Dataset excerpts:
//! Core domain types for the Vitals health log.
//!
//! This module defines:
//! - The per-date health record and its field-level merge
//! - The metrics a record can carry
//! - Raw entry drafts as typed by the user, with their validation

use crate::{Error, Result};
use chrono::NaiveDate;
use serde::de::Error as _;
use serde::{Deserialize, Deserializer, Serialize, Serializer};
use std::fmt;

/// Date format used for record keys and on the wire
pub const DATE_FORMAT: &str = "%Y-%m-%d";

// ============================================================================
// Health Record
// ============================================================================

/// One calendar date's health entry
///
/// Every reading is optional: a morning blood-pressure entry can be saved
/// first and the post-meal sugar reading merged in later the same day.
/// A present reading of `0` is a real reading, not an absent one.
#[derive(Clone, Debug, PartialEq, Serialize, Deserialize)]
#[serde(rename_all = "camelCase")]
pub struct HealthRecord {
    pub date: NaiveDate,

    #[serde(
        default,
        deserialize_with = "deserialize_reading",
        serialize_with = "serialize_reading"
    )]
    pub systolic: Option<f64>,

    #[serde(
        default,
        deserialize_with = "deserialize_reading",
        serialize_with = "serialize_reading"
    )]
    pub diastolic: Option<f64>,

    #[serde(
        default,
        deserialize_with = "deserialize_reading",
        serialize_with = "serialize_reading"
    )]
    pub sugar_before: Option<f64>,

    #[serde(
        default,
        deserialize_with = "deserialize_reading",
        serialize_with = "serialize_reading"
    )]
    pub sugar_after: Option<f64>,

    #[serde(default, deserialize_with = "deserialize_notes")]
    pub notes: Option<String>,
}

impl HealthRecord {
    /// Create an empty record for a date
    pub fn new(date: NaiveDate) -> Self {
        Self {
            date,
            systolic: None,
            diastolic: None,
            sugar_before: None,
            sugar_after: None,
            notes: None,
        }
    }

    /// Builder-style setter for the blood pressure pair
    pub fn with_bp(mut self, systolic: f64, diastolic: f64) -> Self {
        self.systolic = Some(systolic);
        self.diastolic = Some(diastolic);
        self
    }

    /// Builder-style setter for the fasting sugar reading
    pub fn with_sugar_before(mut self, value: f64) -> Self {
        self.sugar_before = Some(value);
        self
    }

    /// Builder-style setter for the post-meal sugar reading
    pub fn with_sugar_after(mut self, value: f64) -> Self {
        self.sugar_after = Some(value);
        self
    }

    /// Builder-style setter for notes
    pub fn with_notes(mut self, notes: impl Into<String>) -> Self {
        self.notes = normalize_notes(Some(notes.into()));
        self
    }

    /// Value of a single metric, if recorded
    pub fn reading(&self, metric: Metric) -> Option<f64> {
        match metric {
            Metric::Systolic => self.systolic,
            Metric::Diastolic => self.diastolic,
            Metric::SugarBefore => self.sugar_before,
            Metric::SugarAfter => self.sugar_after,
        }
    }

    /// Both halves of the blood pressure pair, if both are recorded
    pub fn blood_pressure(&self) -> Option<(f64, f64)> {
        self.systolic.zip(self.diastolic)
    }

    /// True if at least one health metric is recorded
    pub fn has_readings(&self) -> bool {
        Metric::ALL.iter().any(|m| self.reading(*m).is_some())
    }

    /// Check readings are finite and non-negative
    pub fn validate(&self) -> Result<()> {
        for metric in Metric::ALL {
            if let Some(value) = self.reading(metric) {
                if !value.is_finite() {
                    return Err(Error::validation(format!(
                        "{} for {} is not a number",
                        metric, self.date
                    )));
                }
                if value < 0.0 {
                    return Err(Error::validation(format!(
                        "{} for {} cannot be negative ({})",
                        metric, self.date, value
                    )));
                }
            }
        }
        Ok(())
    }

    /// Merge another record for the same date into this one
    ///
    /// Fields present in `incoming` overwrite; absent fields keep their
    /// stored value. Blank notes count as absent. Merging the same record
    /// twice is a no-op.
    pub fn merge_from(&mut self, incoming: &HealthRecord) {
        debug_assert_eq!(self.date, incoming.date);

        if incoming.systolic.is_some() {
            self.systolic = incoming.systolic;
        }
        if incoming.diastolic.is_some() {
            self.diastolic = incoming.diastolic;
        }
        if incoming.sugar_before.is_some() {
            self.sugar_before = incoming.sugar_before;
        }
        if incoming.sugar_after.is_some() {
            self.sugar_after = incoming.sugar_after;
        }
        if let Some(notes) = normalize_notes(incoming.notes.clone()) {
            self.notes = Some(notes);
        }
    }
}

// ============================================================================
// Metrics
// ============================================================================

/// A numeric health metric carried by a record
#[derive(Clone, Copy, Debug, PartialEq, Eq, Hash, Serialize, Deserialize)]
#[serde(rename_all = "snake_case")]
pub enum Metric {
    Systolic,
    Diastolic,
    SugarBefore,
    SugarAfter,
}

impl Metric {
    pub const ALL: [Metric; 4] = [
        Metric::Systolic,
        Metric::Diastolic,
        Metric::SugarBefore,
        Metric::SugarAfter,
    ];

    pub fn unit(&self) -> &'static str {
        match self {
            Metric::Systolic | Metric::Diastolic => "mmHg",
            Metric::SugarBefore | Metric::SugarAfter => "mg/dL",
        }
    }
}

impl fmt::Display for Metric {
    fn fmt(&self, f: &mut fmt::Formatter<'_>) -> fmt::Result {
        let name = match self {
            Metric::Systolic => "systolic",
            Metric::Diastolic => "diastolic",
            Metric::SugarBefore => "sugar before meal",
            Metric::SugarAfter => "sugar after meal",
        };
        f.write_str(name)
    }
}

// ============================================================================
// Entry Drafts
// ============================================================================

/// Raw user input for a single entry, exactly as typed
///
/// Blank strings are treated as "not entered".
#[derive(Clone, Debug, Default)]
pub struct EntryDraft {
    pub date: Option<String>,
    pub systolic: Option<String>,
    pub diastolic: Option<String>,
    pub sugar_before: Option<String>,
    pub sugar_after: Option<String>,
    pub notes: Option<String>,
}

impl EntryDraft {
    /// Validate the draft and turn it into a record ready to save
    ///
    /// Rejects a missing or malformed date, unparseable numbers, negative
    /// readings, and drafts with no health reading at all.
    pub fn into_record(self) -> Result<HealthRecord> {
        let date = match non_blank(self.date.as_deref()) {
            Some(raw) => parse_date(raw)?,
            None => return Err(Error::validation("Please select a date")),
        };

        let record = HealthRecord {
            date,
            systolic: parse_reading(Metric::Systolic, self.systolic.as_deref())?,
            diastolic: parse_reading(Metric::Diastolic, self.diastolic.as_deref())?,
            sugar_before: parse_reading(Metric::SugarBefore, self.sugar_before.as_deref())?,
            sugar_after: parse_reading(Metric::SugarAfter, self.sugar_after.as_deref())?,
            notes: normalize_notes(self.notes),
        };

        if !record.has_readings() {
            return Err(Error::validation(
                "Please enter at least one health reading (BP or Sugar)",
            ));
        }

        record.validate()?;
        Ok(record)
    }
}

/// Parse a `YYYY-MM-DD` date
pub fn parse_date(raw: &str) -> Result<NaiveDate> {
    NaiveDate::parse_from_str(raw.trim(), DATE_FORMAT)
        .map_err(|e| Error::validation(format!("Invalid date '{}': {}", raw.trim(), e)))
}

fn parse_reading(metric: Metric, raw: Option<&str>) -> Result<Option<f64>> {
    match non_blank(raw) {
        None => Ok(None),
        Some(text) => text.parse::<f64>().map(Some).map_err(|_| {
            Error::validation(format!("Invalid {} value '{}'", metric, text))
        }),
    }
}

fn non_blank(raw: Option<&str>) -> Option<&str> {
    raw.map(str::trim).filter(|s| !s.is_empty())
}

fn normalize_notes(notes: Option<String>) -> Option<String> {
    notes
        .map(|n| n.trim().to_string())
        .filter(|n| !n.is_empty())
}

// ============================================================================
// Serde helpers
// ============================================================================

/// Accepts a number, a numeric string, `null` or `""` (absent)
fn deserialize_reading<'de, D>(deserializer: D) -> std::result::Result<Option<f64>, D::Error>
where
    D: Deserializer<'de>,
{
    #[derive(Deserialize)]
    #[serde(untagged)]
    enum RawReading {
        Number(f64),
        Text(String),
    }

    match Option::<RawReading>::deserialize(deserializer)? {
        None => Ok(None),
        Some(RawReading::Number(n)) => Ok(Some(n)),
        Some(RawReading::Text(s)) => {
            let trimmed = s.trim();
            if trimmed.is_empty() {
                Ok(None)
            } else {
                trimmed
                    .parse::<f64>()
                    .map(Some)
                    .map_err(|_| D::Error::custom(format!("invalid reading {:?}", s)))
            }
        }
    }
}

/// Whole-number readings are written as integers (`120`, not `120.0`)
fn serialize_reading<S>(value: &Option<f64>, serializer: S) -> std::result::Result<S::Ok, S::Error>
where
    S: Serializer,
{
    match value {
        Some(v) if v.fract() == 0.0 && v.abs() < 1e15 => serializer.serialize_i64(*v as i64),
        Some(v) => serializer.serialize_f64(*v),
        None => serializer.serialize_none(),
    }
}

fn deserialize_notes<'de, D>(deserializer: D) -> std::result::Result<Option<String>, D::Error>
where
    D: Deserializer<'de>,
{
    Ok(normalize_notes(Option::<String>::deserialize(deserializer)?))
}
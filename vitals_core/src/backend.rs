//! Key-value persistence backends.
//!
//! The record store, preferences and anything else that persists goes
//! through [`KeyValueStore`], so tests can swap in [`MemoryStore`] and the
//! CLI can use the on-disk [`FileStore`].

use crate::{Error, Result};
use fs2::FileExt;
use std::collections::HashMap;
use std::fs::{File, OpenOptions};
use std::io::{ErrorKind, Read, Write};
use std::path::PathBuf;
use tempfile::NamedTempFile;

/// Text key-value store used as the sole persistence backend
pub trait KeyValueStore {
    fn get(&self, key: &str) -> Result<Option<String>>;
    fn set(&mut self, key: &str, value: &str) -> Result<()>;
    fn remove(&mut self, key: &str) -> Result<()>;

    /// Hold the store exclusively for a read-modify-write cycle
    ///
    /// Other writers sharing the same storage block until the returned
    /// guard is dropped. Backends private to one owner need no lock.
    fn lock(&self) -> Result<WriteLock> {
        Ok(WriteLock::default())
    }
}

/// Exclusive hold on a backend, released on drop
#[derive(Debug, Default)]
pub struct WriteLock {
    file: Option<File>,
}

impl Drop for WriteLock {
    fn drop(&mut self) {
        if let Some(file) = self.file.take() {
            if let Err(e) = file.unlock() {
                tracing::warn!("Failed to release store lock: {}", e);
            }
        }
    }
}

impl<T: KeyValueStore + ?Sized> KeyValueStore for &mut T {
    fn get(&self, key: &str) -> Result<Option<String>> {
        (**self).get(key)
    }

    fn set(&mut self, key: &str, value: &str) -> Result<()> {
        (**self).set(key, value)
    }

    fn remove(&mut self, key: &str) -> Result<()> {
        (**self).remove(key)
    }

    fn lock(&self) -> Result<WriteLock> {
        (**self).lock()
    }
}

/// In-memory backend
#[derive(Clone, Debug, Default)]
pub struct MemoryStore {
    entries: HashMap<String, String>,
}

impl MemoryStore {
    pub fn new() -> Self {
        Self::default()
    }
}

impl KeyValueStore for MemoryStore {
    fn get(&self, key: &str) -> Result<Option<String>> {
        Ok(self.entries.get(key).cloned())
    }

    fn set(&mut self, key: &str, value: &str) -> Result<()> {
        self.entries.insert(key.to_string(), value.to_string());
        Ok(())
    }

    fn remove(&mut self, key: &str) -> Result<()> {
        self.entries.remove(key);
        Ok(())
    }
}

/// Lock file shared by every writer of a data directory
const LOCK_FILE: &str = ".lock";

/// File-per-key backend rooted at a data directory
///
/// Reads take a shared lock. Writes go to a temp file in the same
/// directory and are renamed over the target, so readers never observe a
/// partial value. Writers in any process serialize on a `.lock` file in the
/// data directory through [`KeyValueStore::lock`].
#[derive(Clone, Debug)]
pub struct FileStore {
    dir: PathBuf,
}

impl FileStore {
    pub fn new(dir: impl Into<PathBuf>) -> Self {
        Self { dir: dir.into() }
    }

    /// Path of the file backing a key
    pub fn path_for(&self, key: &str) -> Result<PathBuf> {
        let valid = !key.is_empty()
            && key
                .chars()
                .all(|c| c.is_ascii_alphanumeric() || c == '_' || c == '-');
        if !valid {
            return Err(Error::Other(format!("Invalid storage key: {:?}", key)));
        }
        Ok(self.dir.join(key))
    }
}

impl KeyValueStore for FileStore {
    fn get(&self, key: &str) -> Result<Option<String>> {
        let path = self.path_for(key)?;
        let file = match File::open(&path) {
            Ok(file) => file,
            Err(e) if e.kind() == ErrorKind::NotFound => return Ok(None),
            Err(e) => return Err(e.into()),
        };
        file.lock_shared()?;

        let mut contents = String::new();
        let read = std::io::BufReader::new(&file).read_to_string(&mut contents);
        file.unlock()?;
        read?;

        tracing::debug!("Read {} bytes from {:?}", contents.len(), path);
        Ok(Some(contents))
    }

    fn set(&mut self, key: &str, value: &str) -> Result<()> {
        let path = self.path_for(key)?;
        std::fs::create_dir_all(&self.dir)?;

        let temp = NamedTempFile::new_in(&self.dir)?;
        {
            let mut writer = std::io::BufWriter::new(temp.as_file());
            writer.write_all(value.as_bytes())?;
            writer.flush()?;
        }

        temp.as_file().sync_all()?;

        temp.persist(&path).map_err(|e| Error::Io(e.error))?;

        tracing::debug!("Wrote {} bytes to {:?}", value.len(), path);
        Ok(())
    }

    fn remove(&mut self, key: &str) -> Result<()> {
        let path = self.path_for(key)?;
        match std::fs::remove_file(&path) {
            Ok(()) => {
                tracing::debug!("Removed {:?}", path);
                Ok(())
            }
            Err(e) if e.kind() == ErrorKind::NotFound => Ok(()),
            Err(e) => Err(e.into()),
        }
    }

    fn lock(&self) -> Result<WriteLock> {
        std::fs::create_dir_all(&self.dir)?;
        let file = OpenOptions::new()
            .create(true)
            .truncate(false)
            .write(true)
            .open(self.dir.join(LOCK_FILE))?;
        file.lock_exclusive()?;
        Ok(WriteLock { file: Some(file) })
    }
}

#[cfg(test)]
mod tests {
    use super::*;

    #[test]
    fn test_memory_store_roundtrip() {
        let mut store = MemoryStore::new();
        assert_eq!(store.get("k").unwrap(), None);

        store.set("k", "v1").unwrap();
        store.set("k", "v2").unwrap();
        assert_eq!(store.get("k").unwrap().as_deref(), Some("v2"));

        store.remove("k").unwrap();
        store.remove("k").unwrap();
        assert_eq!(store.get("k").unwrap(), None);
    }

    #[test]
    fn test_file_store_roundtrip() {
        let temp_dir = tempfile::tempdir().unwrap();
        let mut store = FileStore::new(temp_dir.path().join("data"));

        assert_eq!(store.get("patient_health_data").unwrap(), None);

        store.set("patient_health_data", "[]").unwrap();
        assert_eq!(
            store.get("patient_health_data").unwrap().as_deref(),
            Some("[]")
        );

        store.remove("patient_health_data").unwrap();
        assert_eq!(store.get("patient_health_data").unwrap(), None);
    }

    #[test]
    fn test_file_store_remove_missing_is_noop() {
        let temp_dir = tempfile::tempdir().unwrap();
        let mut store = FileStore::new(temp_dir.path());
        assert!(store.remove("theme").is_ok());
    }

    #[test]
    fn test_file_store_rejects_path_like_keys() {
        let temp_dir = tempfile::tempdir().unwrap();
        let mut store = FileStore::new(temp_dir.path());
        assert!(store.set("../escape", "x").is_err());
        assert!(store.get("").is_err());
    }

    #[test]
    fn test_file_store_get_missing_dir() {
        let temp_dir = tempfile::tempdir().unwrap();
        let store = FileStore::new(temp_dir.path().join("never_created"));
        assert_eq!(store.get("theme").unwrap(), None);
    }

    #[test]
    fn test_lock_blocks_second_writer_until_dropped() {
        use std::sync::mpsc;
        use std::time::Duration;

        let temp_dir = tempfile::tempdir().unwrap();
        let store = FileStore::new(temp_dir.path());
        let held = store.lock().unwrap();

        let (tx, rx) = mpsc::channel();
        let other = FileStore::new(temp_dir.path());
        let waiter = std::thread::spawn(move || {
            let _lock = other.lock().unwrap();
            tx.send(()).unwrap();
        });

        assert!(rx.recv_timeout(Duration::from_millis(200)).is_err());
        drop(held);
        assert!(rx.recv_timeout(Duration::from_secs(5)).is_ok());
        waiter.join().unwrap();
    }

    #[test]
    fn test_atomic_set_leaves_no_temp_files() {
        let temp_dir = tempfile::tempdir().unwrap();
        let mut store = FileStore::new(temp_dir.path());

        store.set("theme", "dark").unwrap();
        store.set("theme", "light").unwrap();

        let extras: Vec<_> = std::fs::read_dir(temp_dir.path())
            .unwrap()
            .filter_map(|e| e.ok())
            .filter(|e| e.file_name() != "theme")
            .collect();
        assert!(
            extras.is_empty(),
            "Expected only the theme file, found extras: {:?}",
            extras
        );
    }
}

- TASK DETAILS: Return only the number of lines in the entries that contain the string "mpsc".

- RESPONSE AREA: 2